EXCERPTED RECORDS:
---+---

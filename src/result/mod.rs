//! Result tree for a run: run -> suites -> cases -> phases.
//!
//! Every phase records a [`Verdict`] and, when it did not pass, the
//! [`Fault`] that caused it. Case and suite outcomes are derived from the
//! recorded phases, never stored separately.

pub mod report;

use std::fmt;

use chrono::{DateTime, Utc};
use serde::Serialize;
use uuid::Uuid;

/// Outcome of one phase, ordered by severity: `Pass < Skip < Fail < Error`.
#[derive(Debug, Clone, Copy, PartialEq, Eq, PartialOrd, Ord, Hash, Serialize)]
#[serde(rename_all = "UPPERCASE")]
pub enum Verdict {
    Pass,
    Skip,
    Fail,
    Error,
}

impl Verdict {
    pub fn is_pass(self) -> bool {
        self == Verdict::Pass
    }
}

impl fmt::Display for Verdict {
    fn fmt(&self, f: &mut fmt::Formatter<'_>) -> fmt::Result {
        let s = match self {
            Verdict::Pass => "PASS",
            Verdict::Skip => "SKIP",
            Verdict::Fail => "FAIL",
            Verdict::Error => "ERROR",
        };
        write!(f, "{}", s)
    }
}

/// Severity of a fault, doubling as the process exit code.
#[derive(Debug, Clone, Copy, PartialEq, Eq, PartialOrd, Ord, Hash, Serialize)]
#[serde(rename_all = "snake_case")]
pub enum ErrorSeverity {
    NoError = 0,
    Generic = 1,
    Config = 2,
    RemoteCommand = 3,
    Ssh = 4,
    TestCaseVerify = 20,
    BlockingSuite = 25,
}

impl ErrorSeverity {
    pub fn code(self) -> u8 {
        self as u8
    }
}

/// Human-readable cause of a non-passing phase.
#[derive(Debug, Clone, PartialEq, Eq, Serialize)]
pub struct Fault {
    pub message: String,
    pub severity: ErrorSeverity,
}

impl Fault {
    pub fn new(message: impl Into<String>, severity: ErrorSeverity) -> Self {
        Self {
            message: message.into(),
            severity,
        }
    }
}

impl fmt::Display for Fault {
    fn fmt(&self, f: &mut fmt::Formatter<'_>) -> fmt::Result {
        write!(f, "{}", self.message)
    }
}

#[derive(Debug, Clone, PartialEq, Eq, Serialize)]
pub struct PhaseOutcome {
    pub verdict: Verdict,
    #[serde(skip_serializing_if = "Option::is_none")]
    pub fault: Option<Fault>,
}

impl PhaseOutcome {
    pub fn new(verdict: Verdict, fault: Option<Fault>) -> Self {
        Self { verdict, fault }
    }

    pub fn pass() -> Self {
        Self::new(Verdict::Pass, None)
    }
}

/// Phases of one case invocation. Only the final attempt of a retried case
/// is kept; `attempts` says how many were made.
#[derive(Debug, Clone, PartialEq, Eq, Serialize)]
pub struct TestCaseResult {
    pub name: String,
    pub setup: Option<PhaseOutcome>,
    pub execute: Option<PhaseOutcome>,
    pub teardown: Option<PhaseOutcome>,
    pub attempts: u32,
}

impl TestCaseResult {
    pub fn new(name: impl Into<String>) -> Self {
        Self {
            name: name.into(),
            setup: None,
            execute: None,
            teardown: None,
            attempts: 1,
        }
    }

    pub fn record_setup(&mut self, verdict: Verdict, fault: Option<Fault>) {
        self.setup = Some(PhaseOutcome::new(verdict, fault));
    }

    pub fn record_execute(&mut self, verdict: Verdict, fault: Option<Fault>) {
        self.execute = Some(PhaseOutcome::new(verdict, fault));
    }

    pub fn record_teardown(&mut self, verdict: Verdict, fault: Option<Fault>) {
        self.teardown = Some(PhaseOutcome::new(verdict, fault));
    }

    fn phases(&self) -> impl Iterator<Item = &PhaseOutcome> {
        [&self.setup, &self.execute, &self.teardown]
            .into_iter()
            .flatten()
    }

    /// PASS iff all three phases passed, else the most severe recorded
    /// verdict. A phase that never ran (execute after a failed setup) does
    /// not lower the result below that of the phases that did.
    pub fn overall(&self) -> Verdict {
        let recorded: Vec<_> = self.phases().collect();
        if recorded.len() == 3 && recorded.iter().all(|p| p.verdict.is_pass()) {
            return Verdict::Pass;
        }
        self.phases()
            .map(|p| p.verdict)
            .filter(|v| !v.is_pass())
            .max()
            .unwrap_or(Verdict::Fail)
    }

    pub fn passed(&self) -> bool {
        self.overall().is_pass()
    }

    /// Fault of the phase that decided the overall verdict.
    pub fn fault(&self) -> Option<&Fault> {
        let overall = self.overall();
        self.phases()
            .filter(|p| p.verdict == overall)
            .find_map(|p| p.fault.as_ref())
    }
}

#[derive(Debug, Clone, PartialEq, Eq, Serialize)]
pub struct TestSuiteResult {
    pub name: String,
    pub setup: Option<PhaseOutcome>,
    pub teardown: Option<PhaseOutcome>,
    /// In execution order.
    pub cases: Vec<TestCaseResult>,
}

impl TestSuiteResult {
    pub fn new(name: impl Into<String>) -> Self {
        Self {
            name: name.into(),
            setup: None,
            teardown: None,
            cases: Vec::new(),
        }
    }

    pub fn record_setup(&mut self, verdict: Verdict, fault: Option<Fault>) {
        self.setup = Some(PhaseOutcome::new(verdict, fault));
    }

    pub fn record_teardown(&mut self, verdict: Verdict, fault: Option<Fault>) {
        self.teardown = Some(PhaseOutcome::new(verdict, fault));
    }

    pub fn add_test_case(&mut self, result: TestCaseResult) {
        self.cases.push(result);
    }

    pub fn setup_passed(&self) -> bool {
        self.setup.as_ref().is_some_and(|o| o.verdict.is_pass())
    }

    /// Whether any suite phase or case ended in FAIL or ERROR.
    pub fn has_failures(&self) -> bool {
        let bad = |v: Verdict| v >= Verdict::Fail;
        [&self.setup, &self.teardown]
            .into_iter()
            .flatten()
            .any(|o| bad(o.verdict))
            || self.cases.iter().any(|c| bad(c.overall()))
    }

    fn faults(&self) -> impl Iterator<Item = &Fault> {
        [&self.setup, &self.teardown]
            .into_iter()
            .flatten()
            .chain(self.cases.iter().flat_map(|c| c.phases()))
            .filter_map(|o| o.fault.as_ref())
    }
}

/// Everything recorded during one invocation of the runner.
#[derive(Debug, Clone, Serialize)]
pub struct RunResult {
    pub id: Uuid,
    pub started_at: DateTime<Utc>,
    pub finished_at: Option<DateTime<Utc>>,
    pub suites: Vec<TestSuiteResult>,
    /// Faults raised outside any suite phase (configuration, aborts).
    pub errors: Vec<Fault>,
}

impl RunResult {
    pub fn new() -> Self {
        Self {
            id: Uuid::new_v4(),
            started_at: Utc::now(),
            finished_at: None,
            suites: Vec::new(),
            errors: Vec::new(),
        }
    }

    pub fn add_test_suite(&mut self, name: impl Into<String>) -> &mut TestSuiteResult {
        self.suites.push(TestSuiteResult::new(name));
        let last = self.suites.len() - 1;
        &mut self.suites[last]
    }

    pub fn add_error(&mut self, fault: Fault) {
        self.errors.push(fault);
    }

    pub fn finish(&mut self) {
        self.finished_at = Some(Utc::now());
    }

    pub fn statistics(&self) -> report::Statistics {
        report::Statistics::from_run(self)
    }

    /// Highest severity of any recorded fault.
    pub fn return_code(&self) -> ErrorSeverity {
        self.errors
            .iter()
            .chain(self.suites.iter().flat_map(|s| s.faults()))
            .map(|f| f.severity)
            .max()
            .unwrap_or(ErrorSeverity::NoError)
    }
}

impl Default for RunResult {
    fn default() -> Self {
        Self::new()
    }
}

#[cfg(test)]
mod tests {
    use super::*;

    fn fault(severity: ErrorSeverity) -> Option<Fault> {
        Some(Fault::new("boom", severity))
    }

    fn case(setup: Verdict, execute: Option<Verdict>, teardown: Verdict) -> TestCaseResult {
        let mut c = TestCaseResult::new("test_x");
        c.record_setup(setup, None);
        if let Some(v) = execute {
            c.record_execute(v, None);
        }
        c.record_teardown(teardown, None);
        c
    }

    #[test]
    fn test_verdict_severity_order() {
        assert!(Verdict::Error > Verdict::Fail);
        assert!(Verdict::Fail > Verdict::Skip);
        assert!(Verdict::Skip > Verdict::Pass);
    }

    #[test]
    fn test_all_phases_pass() {
        let c = case(Verdict::Pass, Some(Verdict::Pass), Verdict::Pass);
        assert_eq!(c.overall(), Verdict::Pass);
        assert!(c.passed());
    }

    #[test]
    fn test_teardown_error_overrides_execute() {
        for execute in [Verdict::Pass, Verdict::Fail, Verdict::Skip] {
            let c = case(Verdict::Pass, Some(execute), Verdict::Error);
            assert_eq!(c.overall(), Verdict::Error);
        }
    }

    #[test]
    fn test_most_severe_phase_wins() {
        let c = case(Verdict::Pass, Some(Verdict::Fail), Verdict::Pass);
        assert_eq!(c.overall(), Verdict::Fail);
        let c = case(Verdict::Fail, None, Verdict::Pass);
        assert_eq!(c.overall(), Verdict::Fail);
        let c = case(Verdict::Pass, Some(Verdict::Skip), Verdict::Pass);
        assert_eq!(c.overall(), Verdict::Skip);
    }

    #[test]
    fn test_unfinished_case_is_not_a_pass() {
        let mut c = TestCaseResult::new("test_x");
        c.record_setup(Verdict::Pass, None);
        assert_eq!(c.overall(), Verdict::Fail);
    }

    #[test]
    fn test_fault_comes_from_deciding_phase() {
        let mut c = TestCaseResult::new("test_x");
        c.record_setup(Verdict::Pass, None);
        c.record_execute(Verdict::Fail, Some(Fault::new("no packet", ErrorSeverity::TestCaseVerify)));
        c.record_teardown(Verdict::Error, Some(Fault::new("cleanup", ErrorSeverity::Generic)));
        assert_eq!(c.fault().map(|f| f.message.as_str()), Some("cleanup"));
    }

    #[test]
    fn test_suite_failures() {
        let mut suite = TestSuiteResult::new("s");
        suite.record_setup(Verdict::Pass, None);
        suite.add_test_case(case(Verdict::Pass, Some(Verdict::Skip), Verdict::Pass));
        suite.record_teardown(Verdict::Pass, None);
        assert!(!suite.has_failures());

        suite.add_test_case(case(Verdict::Pass, Some(Verdict::Fail), Verdict::Pass));
        assert!(suite.has_failures());
    }

    #[test]
    fn test_return_code_is_highest_severity() {
        let mut run = RunResult::new();
        assert_eq!(run.return_code(), ErrorSeverity::NoError);

        let suite = run.add_test_suite("s");
        suite.record_setup(Verdict::Error, fault(ErrorSeverity::Ssh));
        assert_eq!(run.return_code(), ErrorSeverity::Ssh);

        run.add_error(Fault::new("blocked", ErrorSeverity::BlockingSuite));
        assert_eq!(run.return_code().code(), 25);
    }
}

---+---

EXERCISE DESCRIPTION: If a line falls between the first line of the data above and the line holding "pub fn code(self)", inclusive, retype it exactly; retype no other line.

RESPONSE TO THIS TASK:
filename src/result/mod.rs
//! Result tree for a run: run -> suites -> cases -> phases.
//!
//! Every phase records a [`Verdict`] and, when it did not pass, the
//! [`Fault`] that caused it. Case and suite outcomes are derived from the
//! recorded phases, never stored separately.

pub mod report;

use std::fmt;

use chrono::{DateTime, Utc};
use serde::Serialize;
use uuid::Uuid;

/// Outcome of one phase, ordered by severity: `Pass < Skip < Fail < Error`.
#[derive(Debug, Clone, Copy, PartialEq, Eq, PartialOrd, Ord, Hash, Serialize)]
#[serde(rename_all = "UPPERCASE")]
pub enum Verdict {
    Pass,
    Skip,
    Fail,
    Error,
}

impl Verdict {
    pub fn is_pass(self) -> bool {
        self == Verdict::Pass
    }
}

impl fmt::Display for Verdict {
    fn fmt(&self, f: &mut fmt::Formatter<'_>) -> fmt::Result {
        let s = match self {
            Verdict::Pass => "PASS",
            Verdict::Skip => "SKIP",
            Verdict::Fail => "FAIL",
            Verdict::Error => "ERROR",
        };
        write!(f, "{}", s)
    }
}

/// Severity of a fault, doubling as the process exit code.
#[derive(Debug, Clone, Copy, PartialEq, Eq, PartialOrd, Ord, Hash, Serialize)]
#[serde(rename_all = "snake_case")]
pub enum ErrorSeverity {
    NoError = 0,
    Generic = 1,
    Config = 2,
    RemoteCommand = 3,
    Ssh = 4,
    TestCaseVerify = 20,
    BlockingSuite = 25,
}

impl ErrorSeverity {
    pub fn code(self) -> u8 {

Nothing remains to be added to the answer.